When stars reach the end of their lifetimes, they are torn apart by a massive explosion known as a supernova. These huge shockwaves rip through surrounding space and disperse many of the heavier elements that have built up within the star over its lifetime.
Despite these processes being integral to understanding of the evolution of stars, galaxies and even the universe, supernovas are transient occurrences and are hard to catch in the act.
Reporting in the Monthly Notices of the Royal Astronomical Society, a collaboration of researchers from Liverpool John Moores University in the UK and the University of Montpellier in France, have used archival telescope data to better constrain the timeline leading up to the star’s demise, resulting in an ‘early supernova warning’ system of sorts.

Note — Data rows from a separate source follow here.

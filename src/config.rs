//! Process configuration read from the environment

use std::net::SocketAddr;
use thiserror::Error;

use crate::store::{StoreConfig, StoreError};

const DEFAULT_BIND_ADDR: &str = "0.0.0.0:8000";

#[derive(Debug, Error)]
pub enum ConfigError {
    #[error("Invalid BIND_ADDR '{0}'")]
    BindAddr(String),

    #[error("Unknown STORE_BACKEND '{0}' (expected 'postgres' or 'memory')")]
    Backend(String),

    #[error(transparent)]
    Store(#[from] StoreError),
}

/// Which [`MessageStore`](crate::store::MessageStore) implementation to run with
#[derive(Debug, Clone, PartialEq, Eq)]
pub enum StoreBackend {
    Postgres(StoreConfig),
    Memory,
}

#[derive(Debug, Clone, PartialEq, Eq)]
pub struct AppConfig {
    pub bind_addr: SocketAddr,
    pub backend: StoreBackend,
}

impl AppConfig {
    /// Read `BIND_ADDR`, `STORE_BACKEND` and the store variables from the process environment
    pub fn from_env() -> Result<Self, ConfigError> {
        Self::from_lookup(|key| std::env::var(key).ok())
    }

    pub fn from_lookup<F>(lookup: F) -> Result<Self, ConfigError>
    where
        F: Fn(&str) -> Option<String>,
    {
        let raw_addr = lookup("BIND_ADDR").unwrap_or_else(|| DEFAULT_BIND_ADDR.to_string());
        let bind_addr = raw_addr
            .parse::<SocketAddr>()
            .map_err(|_| ConfigError::BindAddr(raw_addr.clone()))?;

        let backend = match lookup("STORE_BACKEND").as_deref() {
            None | Some("postgres") => StoreBackend::Postgres(StoreConfig::from_lookup(&lookup)?),
            Some("memory") => StoreBackend::Memory,
            Some(other) => return Err(ConfigError::Backend(other.to_string())),
        };

        Ok(Self { bind_addr, backend })
    }
}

Just as they reach the final few months of their lives, massive stars (those between eight and 20 times the mass of our own Sun) suddenly dim in visible wavelengths. This dramatic faintness is the result of the accumulation of a ‘cocoon’ of material around the red supergiant star. “The dense material almost completely obscures the star, making it 100 times fainter in the visible part of the spectrum”, says Dr Benjamin Davies an astrophysicist at Liverpool John Moores University and lead author of the paper. “This means that, the day before the star explodes, you likely wouldn’t be able to see it was there.”
Davies investigated archival telescope data of fields of view that included stars that went on to go supernova after about a year after the image was taken. These stars were not obscured, suggesting that the cocoon-building process occurs in less than a year – surprisingly rapid.
Using this information, Davies was able to create detailed simulations showing how the red supergiants might look when encased in their shrouds, thereby giving astronomers a chance to detect stars that are booked in for a final meeting with their maker within the order of months.
“Until now, we’ve only been able to get detailed observations of supernovae hours after they’ve already happened,” says Davies. “With this early-warning system we can get ready to observe them real-time, to point the world’s best telescopes at the precursor stars, and watch them getting literally ripped apart in front of our eyes.”